Développement d’un humain modèle préclinique de Osteoclastogenesis de Monocytes du sang périphérique conjointement mis en culture avec des lignées cellulaires de Cancer du sein
Summary
Ce protocole décrit le développement d’un in vitro humain modèle préclinique d’osteoclastogenesis de monocytes du sang périphérique, cultivées avec des lignées de cellules cancéreuses du sein pour imiter l’interaction cellule-ostéoclastes de cancer. Le modèle pourrait être utilisé pour approfondir nos connaissances de la formation de métastases osseuse et améliorer les options thérapeutiques.
Abstract
La diaphonie entre les cellules tumorales et des cellules osseuses dans le microenvironnement osseux est essentielle pour comprendre le mécanisme de la formation de métastases osseuse. Nous avons développé un in vitro entièrement humain modèle préclinique d’une co-culture de cellules cancéreuses du sein et les monocytes en cours de différenciation vers les ostéoclastes. Nous avons optimisé un modèle d’osteoclastogenesis à partir d’un échantillon de sang périphérique provenant de donneurs sains. Les cellules mononucléaires de sang périphérique (PBMC) ont d’abord séparés par centrifugation en gradient de densité, injectées à une densité élevée et induites à se différencier en ajoutant deux facteurs de croissance (GFs) : activateur du récepteur du facteur nucléaire-κB ligand (RANKL) et macrophages facteur stimulant les colonies (MCSF). Les cellules ont été laissés dans la culture pendant 14 jours puis fixe et analysés par l’analyse en aval. Dans les métastases osseuses ostéolytiques, l’un des effets de l’arrivée de cellules du cancer dans l’OS est l’induction d’osteoclastogenesis. Ainsi, nous avons attaqué notre modèle avec co-cultures de cellules cancéreuses du sein afin d’étudier le pouvoir de différenciation des cellules cancéreuses à l’égard de GFs. Un moyen simple d’étudier l’interaction cellule-ostéoclastes cancer consiste à effectuer des co-cultures indirectes basées sur l’utilisation du milieu conditionné provenant de cultures de cellules de cancer du sein et mélangé avec un milieu frais. Ce mélange est ensuite utilisé pour induire la différenciation des ostéoclastes. Nous avons optimisé également une méthode de co-culture directe dans laquelle le cancer des cellules et des monocytes en cours de différenciation partagent le milieu et d’échangent des facteurs sécrétés. C’est une amélioration significative sur la méthode originale de co-culture indirecte car les chercheurs peuvent observer les interactions réciproques entre les deux types cellulaires et effectuer des analyses en aval pour les cellules cancéreuses et les ostéoclastes. Cette méthode nous permet d’étudier l’effet des drogues sur le microenvironnement osseux métastatique et aux lignées de cellules de semence autres que ceux provenant d’un cancer du sein. Le modèle peut également servir à étudier d’autres maladies comme l’ostéoporose ou d’autres maladies osseuses.
Introduction
L’OS est un site commun de métastase pour différents types de tumeurs primaires telles que le cancer de la prostate, du poumon et du sein, avec 20 à 25 % des patients présentant des métastases osseuses au cours de la maladie1,2,3. En particulier, 70 % des patientes atteintes de cancer portent témoignage de métastase osseuse à mort4. Tumeur et les cellules stromales interaction est essentielle pour la progression du cancer en cancer primitif et lésions secondaires. Dans le microenvironnement osseux, métastases osseuses ostéolytiques du cancer dépendent de la mise en place d’un cercle vicieux pathologique survenant entre cellules cancéreuses, les cellules osseuses et le microenvironnement osseux. Cellules cancéreuses perturbent l’équilibre osseuse, augmentation osseuse résorption5,6,7.

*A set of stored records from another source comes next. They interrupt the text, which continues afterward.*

//! Device lifecycle and stream state machine tests.

use depthcam::transport::sim::{SimDeviceHandle, SimTransport};
use depthcam::transport::SensorSocket;
use depthcam::{DepthCamera, StreamConfig, StreamKind};

const SERIAL: &str = "14442C10D13EABCE00";

fn full_device() -> (DepthCamera<SimTransport>, SimDeviceHandle) {
    let mut transport = SimTransport::new();
    let handle = transport.add_device(
        SERIAL,
        "OAK-D Pro",
        &[SensorSocket::Rgb, SensorSocket::Left, SensorSocket::Right],
    );
    (DepthCamera::new(transport), handle)
}

fn config(camera: &DepthCamera<SimTransport>, kind: StreamKind, label: &str) -> StreamConfig {
    camera
        .stream_configs(kind)
        .into_iter()
        .find(|cfg| cfg.label == label)
        .expect("catalog entry")
}

#[test]
fn enumeration_is_stable_across_refreshes() {
    let (camera, _handle) = full_device();

    let first = camera.device_labels();
    camera.refresh_devices();
    let second = camera.device_labels();

    assert_eq!(first, second);
    assert_eq!(first[0], "None");
    assert_eq!(camera.device_count(), 1);
    assert_eq!(camera.serial_at(1).as_deref(), Some(SERIAL));
    assert_eq!(camera.serial_at(0), None);
    assert_eq!(camera.serial_at(99), None);
}

#[test]
fn empty_enumeration_is_not_an_error() {
    let camera: DepthCamera<SimTransport> = DepthCamera::new(SimTransport::new());
    assert_eq!(camera.device_count(), 0);
    assert_eq!(camera.device_labels(), vec!["None".to_string()]);

    // selecting a nonexistent slot degrades to "no device"
    camera.init_device(1, true);
    assert!(!camera.is_initialized());
}

#[test]
fn open_probes_capabilities() {
    let (camera, handle) = full_device();
    camera.init_device(1, true);

    assert!(camera.is_initialized());
    assert_eq!(handle.open_count(), 1);
    assert!(camera.has_color());
    assert!(camera.has_depth());
    assert_eq!(camera.device_name(), "OAK-D Pro");
    assert_eq!(camera.stream_configs(StreamKind::Color).len(), 5);
    assert_eq!(camera.stream_configs(StreamKind::Depth).len(), 4);
    assert_eq!(camera.properties(StreamKind::Color).len(), 11);
    assert_eq!(camera.properties(StreamKind::Depth).len(), 1);
}

#[test]
fn color_only_device_has_no_depth_catalog() {
    let mut transport = SimTransport::new();
    transport.add_device("serial-rgb", "RGB Cam", &[SensorSocket::Rgb]);
    let camera = DepthCamera::new(transport);
    camera.init_device(1, true);

    assert!(camera.has_color());
    assert!(!camera.has_depth());
    assert!(camera.stream_configs(StreamKind::Depth).is_empty());
    assert!(camera.properties(StreamKind::Depth).is_empty());

    // enabling the missing capability is refused
    let depth_cfg = depthcam::camera::catalog::depth_stream_configs().remove(0);
    assert!(!camera.enable_stream(&depth_cfg, false));
    assert!(!camera.is_reconfiguring());
}

#[test]
fn open_failure_resets_to_uninitialized() {
    let (camera, handle) = full_device();
    handle.set_online(false);

    camera.init_device(1, true);
    assert!(!camera.is_initialized());
    assert!(!camera.has_color());
    assert!(camera.stream_configs(StreamKind::Color).is_empty());
    // the enumeration snapshot is unaffected
    assert_eq!(camera.serial_at(1).as_deref(), Some(SERIAL));

    // the device coming back is picked up by a later explicit init
    handle.set_online(true);
    camera.init_device(1, true);
    assert!(camera.is_initialized());
}

#[test]
fn deferred_init_opens_on_next_tick() {
    let (camera, handle) = full_device();

    camera.init_device(1, false);
    assert!(!camera.is_initialized());
    assert_eq!(handle.open_count(), 0);

    camera.tick();
    assert!(camera.is_initialized());
    assert_eq!(handle.open_count(), 1);
}

#[test]
fn enable_then_tick_leaves_streaming_equal_enabled() {
    let (camera, _handle) = full_device();
    camera.init_device(1, true);

    for (kind, label) in [
        (StreamKind::Color, "1920 x 1080"),
        (StreamKind::Depth, "1280 x 800"),
    ] {
        let cfg = config(&camera, kind, label);
        assert!(camera.enable_stream(&cfg, false));
        assert!(camera.is_reconfiguring());

        camera.tick();
        let state = camera.state();
        assert_eq!(state.color_streaming, state.color_enabled);
        assert_eq!(state.depth_streaming, state.depth_enabled);
        assert!(!state.needs_reconfigure);
    }

    let state = camera.state();
    assert!(state.color_streaming && state.depth_streaming);
}

#[test]
fn disable_never_rebuilds_synchronously() {
    let (camera, handle) = full_device();
    camera.init_device(1, true);
    assert!(camera.enable_stream(&config(&camera, StreamKind::Color, "1920 x 1080"), true));
    assert!(camera.enable_stream(&config(&camera, StreamKind::Depth, "1280 x 800"), true));
    let opens = handle.open_count();

    camera.disable_stream(StreamKind::Color);

    // reported state drops immediately, but nothing is torn down yet:
    // the device still runs the old graph until the next tick
    assert!(camera.is_reconfiguring());
    assert!(handle.graph().expect("running graph").color.is_some());
    assert_eq!(handle.open_count(), opens);
    let state = camera.state();
    assert!(!state.color_streaming);
    assert!(!state.color_enabled);
    assert!(state.depth_streaming);

    camera.tick();
    let state = camera.state();
    assert!(!state.color_streaming);
    assert!(state.depth_streaming);
    let graph = handle.graph().expect("rebuilt graph");
    assert!(graph.color.is_none());
    assert!(graph.stereo.is_some());
    assert_eq!(handle.open_count(), opens + 1);
}

#[test]
fn rebuild_while_streaming_reopens_the_device() {
    let (camera, handle) = full_device();
    camera.init_device(1, true);

    // first enable starts from an idle device: no reconnect
    assert!(camera.enable_stream(&config(&camera, StreamKind::Color, "1280 x 720"), true));
    assert_eq!(handle.open_count(), 1);
    assert!(handle.pipeline_running());

    // second enable happens mid-stream: full reconnect
    assert!(camera.enable_stream(&config(&camera, StreamKind::Depth, "1280 x 800"), true));
    assert_eq!(handle.open_count(), 2);

    let graph = handle.graph().expect("graph");
    let color = graph.color.expect("color node");
    let stereo = graph.stereo.expect("stereo node");
    assert_eq!((color.isp_width, color.isp_height), (1280, 720));
    assert_eq!(color.isp_scale, Some((2, 3)));
    assert!(stereo.left_right_check);
    assert!(stereo.align_to_color);
}

#[test]
fn rebuild_with_nothing_enabled_is_a_plain_teardown() {
    let (camera, handle) = full_device();
    camera.init_device(1, true);
    assert!(camera.enable_stream(&config(&camera, StreamKind::Color, "1920 x 1080"), true));

    camera.disable_stream(StreamKind::Color);
    camera.tick();

    let state = camera.state();
    assert!(state.initialized);
    assert!(!state.color_streaming && !state.depth_streaming);
    assert!(!state.needs_reconfigure);
    // the device connection itself stays open
    assert_eq!(handle.open_count(), 2);
}

#[test]
fn scenario_color_then_depth_then_disable_color() {
    let (camera, handle) = full_device();
    camera.init_device(1, true);

    // color at 1920 x 1080
    assert!(camera.enable_stream(&config(&camera, StreamKind::Color, "1920 x 1080"), false));
    assert!(camera.state().color_enabled);
    camera.tick();
    assert!(camera.state().color_streaming);
    let color_intr = camera.intrinsics(StreamKind::Color).expect("color intrinsics");
    assert_eq!((color_intr.width, color_intr.height), (1920, 1080));

    // depth joins at 1280 x 800; its intrinsics are sized to the color frame
    assert!(camera.enable_stream(&config(&camera, StreamKind::Depth, "1280 x 800"), false));
    camera.tick();
    let state = camera.state();
    assert!(state.color_streaming && state.depth_streaming);
    let depth_intr = camera.intrinsics(StreamKind::Depth).expect("depth intrinsics");
    assert_eq!((depth_intr.width, depth_intr.height), (1920, 1080));
    assert!((depth_intr.ppx() - 960.0).abs() < f32::EPSILON);

    // color leaves; depth is unaffected and re-sized to the mono sensor
    camera.disable_stream(StreamKind::Color);
    camera.tick();
    let state = camera.state();
    assert!(!state.color_streaming);
    assert!(state.depth_streaming);
    assert!(handle.graph().expect("graph").color.is_none());
    camera.tick();
    let depth_intr = camera.intrinsics(StreamKind::Depth).expect("depth intrinsics");
    assert_eq!((depth_intr.width, depth_intr.height), (1280, 800));
}

#[test]
fn reinit_tears_down_streams_and_catalogs() {
    let (camera, _handle) = full_device();
    camera.init_device(1, true);
    assert!(camera.enable_stream(&config(&camera, StreamKind::Color, "1920 x 1080"), true));
    assert!(camera.state().color_streaming);

    // selecting "None" drops everything
    camera.init_device(0, true);
    let state = camera.state();
    assert!(!state.initialized);
    assert!(!state.color_enabled && !state.color_streaming);
    assert!(camera.stream_configs(StreamKind::Color).is_empty());
    assert_eq!(camera.device_name(), "");
}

Dans des conditions normales et pathologiques, les ostéoclastes sont les cellules responsables de la résorption osseuse, tandis que les ostéoblastes, en déposant la nouvelle matrice, sont responsables de la formation8de l’OS nouveau. L’activité ostéoclastique est réglementée par les ostéoblastes à travers l’expression de RANKL, qui se lie à son récepteur RANK sur la surface des ostéoclaste, induisant des ostéoclaste avant la fusion, un processus nécessaire pour une différenciation des ostéoclastes matures. L’induction d’osteoclastogenesis augmente la résorption osseuse. Un grand nombre d’études in vivo ont considérablement amélioré notre compréhension des os métastase formation9,10,11. Cellules cancéreuses de la tumeur primaire et dans le microenvironnement osseux perturbent l’homéostasie osseuse, promotion osteoclastogenesis et8de la résorption des os. Dans ce scénario, toutes les interactions moléculaires qui se produisent entre les cellules cancéreuses et les ostéoclastes sont d’une importance cruciale. Comme nous l’avons déjà mentionné, le mécanisme de la formation de métastases osseuse a été élucidé dans les modèles de souris in vivo . Cependant, outre le fait que l’approbation de tous les in vivo l’expérimentation animale par le Comité d’éthique, il y a plusieurs autres inconvénients lorsque vous exécutez des expériences in vivo notamment les coûts élevés et des méthodes fastidieuses. Plusieurs auteurs ont combiné des modèles précliniques in vivo et in vitro d’osteoclastogenesis en utilisant une ligne murine des ostéoclastes pré appelé RAW246.79,10,11. Les inconvénients de ce modèle proviennent du fait que les cellules se sont déjà engagés à devenir des ostéoclastes et ne sont pas d’origine humaine. Pour ces raisons, la recherche translationnelle pourrait grandement bénéficier de la disponibilité de in vitro entièrement humain modèles précliniques pour étudier les interactions entre cellules de cancer osseux.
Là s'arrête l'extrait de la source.